*** Opening of Records ***
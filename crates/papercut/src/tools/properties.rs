//! Documented user property listing. Answered locally.

use mcp::{McpRegistry, RegisteredTool, ToolBuilder, ToolResult};
use serde_json::{Value as JsonValue, json};

use super::json_result;
use crate::properties::{DOC_URL, KnownProperty};

pub const LIST_USER_PROPERTIES: &str = "papercut_list_user_properties";

pub fn register_tools(registry: &mut McpRegistry) {
    registry.register_tool(list_user_properties_tool());
}

fn list_user_properties_tool() -> RegisteredTool {
    ToolBuilder::new(LIST_USER_PROPERTIES)
        .title("PaperCut List User Properties")
        .description(
            "Lists the documented user property names (local, no server call). \
             Other names are also accepted by the property tools.",
        )
        .build(list_user_properties)
}

async fn list_user_properties(_args: JsonValue) -> ToolResult {
    json_result(&json!({
        "properties": KnownProperty::names(),
        "doc": DOC_URL,
    }))
}
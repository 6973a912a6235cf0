//! Printer tools.

use mcp::{McpRegistry, RegisteredTool, ToolBuilder, ToolResult, parse_arguments};
use serde::Deserialize;
use serde_json::{Value as JsonValue, json};
use xmlrpc::Value;

use super::{PagingArgs, ToolContext, limit_schema, offset_schema, paging, respond, with_context};

pub const LIST_PRINTERS: &str = "papercut_list_printers";
pub const GET_PRINTER_PROPERTY: &str = "papercut_get_printer_property";

pub fn register_tools(registry: &mut McpRegistry, ctx: &ToolContext) {
    registry.register_tool(list_printers_tool(ctx));
    registry.register_tool(get_printer_property_tool(ctx));
}

fn list_printers_tool(ctx: &ToolContext) -> RegisteredTool {
    ToolBuilder::new(LIST_PRINTERS)
        .title("PaperCut List Printers")
        .description("List printers (paged) via api.listPrinters(offset, limit).")
        .input_schema(json!({
            "type": "object",
            "properties": {
                "offset": offset_schema(),
                "limit": limit_schema()
            },
            "required": ["offset", "limit"]
        }))
        .build(with_context(ctx, list_printers))
}

async fn list_printers(ctx: ToolContext, args: JsonValue) -> ToolResult {
    let args: PagingArgs = parse_arguments(args)?;
    let (offset, limit) = paging(args.offset, args.limit)?;
    let outcome = ctx
        .remote_call("api.listPrinters", vec![offset.into(), limit.into()])
        .await
        .map(|printers| json!({ "printers": printers.to_json() }));
    respond(LIST_PRINTERS, outcome)
}

#[derive(Debug, Deserialize)]
#[serde(rename_all = "camelCase")]
struct GetPrinterPropertyArgs {
    server_name: String,
    printer_name: String,
    property: String,
}

fn get_printer_property_tool(ctx: &ToolContext) -> RegisteredTool {
    ToolBuilder::new(GET_PRINTER_PROPERTY)
        .title("PaperCut Get Printer Property")
        .description("Gets a printer property via api.getPrinterProperty.")
        .input_schema(json!({
            "type": "object",
            "properties": {
                "serverName": {
                    "type": "string",
                    "description": "Name of the print server hosting the printer."
                },
                "printerName": { "type": "string", "description": "Printer name." },
                "property": {
                    "type": "string",
                    "description": "Printer property name, e.g. disabled, print-stats.job-count."
                }
            },
            "required": ["serverName", "printerName", "property"]
        }))
        .build(with_context(ctx, get_printer_property))
}

async fn get_printer_property(ctx: ToolContext, args: JsonValue) -> ToolResult {
    let args: GetPrinterPropertyArgs = parse_arguments(args)?;
    let params = vec![
        Value::from(args.server_name),
        Value::from(args.printer_name),
        Value::from(args.property),
    ];
    let outcome = ctx
        .remote_call("api.getPrinterProperty", params)
        .await
        .map(|value| json!({ "value": value.to_json() }));
    respond(GET_PRINTER_PROPERTY, outcome)
}
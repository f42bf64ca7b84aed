use std::io::{Cursor, Write};

use zip::write::SimpleFileOptions;

/// Build a .zip in memory. Names ending in `/` become directory entries.
pub fn zip_bytes(entries: &[(&str, &str)]) -> Vec<u8> {
    let with_modes: Vec<(&str, &str, u32)> =
        entries.iter().map(|(name, content)| (*name, *content, 0o755)).collect();
    zip_bytes_with_modes(&with_modes)
}

/// Like [`zip_bytes`], with an explicit Unix mode per entry.
pub fn zip_bytes_with_modes(entries: &[(&str, &str, u32)]) -> Vec<u8> {
    let mut writer = zip::ZipWriter::new(Cursor::new(Vec::new()));

    for (name, content, mode) in entries {
        let options = SimpleFileOptions::default().unix_permissions(*mode);
        if name.ends_with('/') {
            writer.add_directory(*name, options).unwrap();
        } else {
            writer.start_file(*name, options).unwrap();
            writer.write_all(content.as_bytes()).unwrap();
        }
    }

    writer.finish().unwrap().into_inner()
}

/// `repo-main/README.md` and `repo-main/src/main.go`.
pub fn scenario_zip() -> Vec<u8> {
    zip_bytes(&[
        ("repo-main/", ""),
        ("repo-main/README.md", "# repo"),
        ("repo-main/src/", ""),
        ("repo-main/src/main.go", "package main"),
    ])
}

pub const NOT_FOUND_PAGE: &[u8] = b"<!DOCTYPE html><html><body>Not Found</body></html>";

/// True when nothing is left under `root`.
pub fn is_empty_dir(root: &std::path::Path) -> bool {
    std::fs::read_dir(root).map(|mut e| e.next().is_none()).unwrap_or(false)
}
*** Close of Records ***
Copy the records above exactly, beginning at the line that contains "a printer property" and stopping after the line that contains "pub fn zip_bytes(entries: &[(&str, &str)])".

[Your response]
        .description("Gets a printer property via api.getPrinterProperty.")
        .input_schema(json!({
            "type": "object",
            "properties": {
                "serverName": {
                    "type": "string",
                    "description": "Name of the print server hosting the printer."
                },
                "printerName": { "type": "string", "description": "Printer name." },
                "property": {
                    "type": "string",
                    "description": "Printer property name, e.g. disabled, print-stats.job-count."
                }
            },
            "required": ["serverName", "printerName", "property"]
        }))
        .build(with_context(ctx, get_printer_property))
}

async fn get_printer_property(ctx: ToolContext, args: JsonValue) -> ToolResult {
    let args: GetPrinterPropertyArgs = parse_arguments(args)?;
    let params = vec![
        Value::from(args.server_name),
        Value::from(args.printer_name),
        Value::from(args.property),
    ];
    let outcome = ctx
        .remote_call("api.getPrinterProperty", params)
        .await
        .map(|value| json!({ "value": value.to_json() }));
    respond(GET_PRINTER_PROPERTY, outcome)
}
repository f42bf64ca7b84aed
use std::io::{Cursor, Write};

use zip::write::SimpleFileOptions;

/// Build a .zip in memory. Names ending in `/` become directory entries.
pub fn zip_bytes(entries: &[(&str, &str)]) -> Vec<u8> {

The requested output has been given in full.